- Born: August 10, 1916 Richmond, Virginia, US
- Died: May 20, 1984 (aged 67) Richmond, Virginia, US
- Military career
- Allegiance: United States
- Branch: United States Army
- Service years: 1941 - 1968
- Rank: Colonel
- Unit: 135th Infantry Regiment, 34th Infantry Division
- Conflicts: World War II Italian Campaign Battle of Anzio; ; ;
- Awards: Medal of Honor Bronze Star Military Valor Cross (Italy)

= Ernest H. Dervishian =

American lawyer

Ernest Herbert Dervishian (Էռնեստ (Երվանդ) Հերբերտ Դերվիշյան, August 10, 1916 - May 20, 1984) was a United States Army soldier and a recipient of the United States military's highest decoration, the Medal of Honor, for his actions in World War II.

==Biography==
Dervishian was born in Richmond, Virginia to Hagop Artin Dervishian and Mary Juskalian Dervishian, Armenian immigrants who operated a candy store.

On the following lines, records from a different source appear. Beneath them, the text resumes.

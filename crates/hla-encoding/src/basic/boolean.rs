// SPDX-License-Identifier: Apache-2.0 OR MIT
// Copyright (c) 2025-2026 naskel.com

//! HLAboolean: an HLAinteger32BE enumeration with the values 0 and 1.

use crate::buffer::ByteWrapper;
use crate::config::{HLA_FALSE, HLA_TRUE};
use crate::element::{impl_element_any, DataElement};
use crate::error::{DecoderError, EncoderError};

#[derive(Debug, Clone, Copy, Default, PartialEq, Eq, Hash)]
pub struct HlaBoolean {
    value: bool,
}

impl HlaBoolean {
    pub const fn new(value: bool) -> Self {
        Self { value }
    }

    pub const fn value(&self) -> bool {
        self.value
    }

    pub fn set_value(&mut self, value: bool) {
        self.value = value;
    }
}

impl From<bool> for HlaBoolean {
    fn from(value: bool) -> Self {
        Self::new(value)
    }
}

impl DataElement for HlaBoolean {
    fn octet_boundary(&self) -> usize {
        4
    }

    fn encoded_length(&self) -> usize {
        4
    }

    fn write_to(&self, buffer: &mut ByteWrapper) -> Result<(), EncoderError> {
        buffer.put_u32_be(if self.value { HLA_TRUE } else { HLA_FALSE })
    }

    fn read_from(&mut self, buffer: &mut ByteWrapper) -> Result<(), DecoderError> {
        self.value = match buffer.get_u32_be()? {
            HLA_FALSE => false,
            HLA_TRUE => true,
            other => return Err(DecoderError::InvalidBoolean(other)),
        };
        Ok(())
    }

    impl_element_any!();
}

In 1937, he passed the Virginia State Bar Examination before he earned his Bachelor of Laws degree. He joined the United States Army as a buck private in September 1941, trained at Camp Croft, South Carolina and by May 23, 1944, was serving as a technical sergeant in the 133rd Infantry Regiment, 34th Infantry Division. On that day, near Cisterna, Italy, he repeatedly attacked German positions alone and captured many prisoners. He was subsequently promoted to second lieutenant and, on January 8, 1945, was awarded the Medal of Honor. He was the 33rd Virginian to receive the Medal of Honor.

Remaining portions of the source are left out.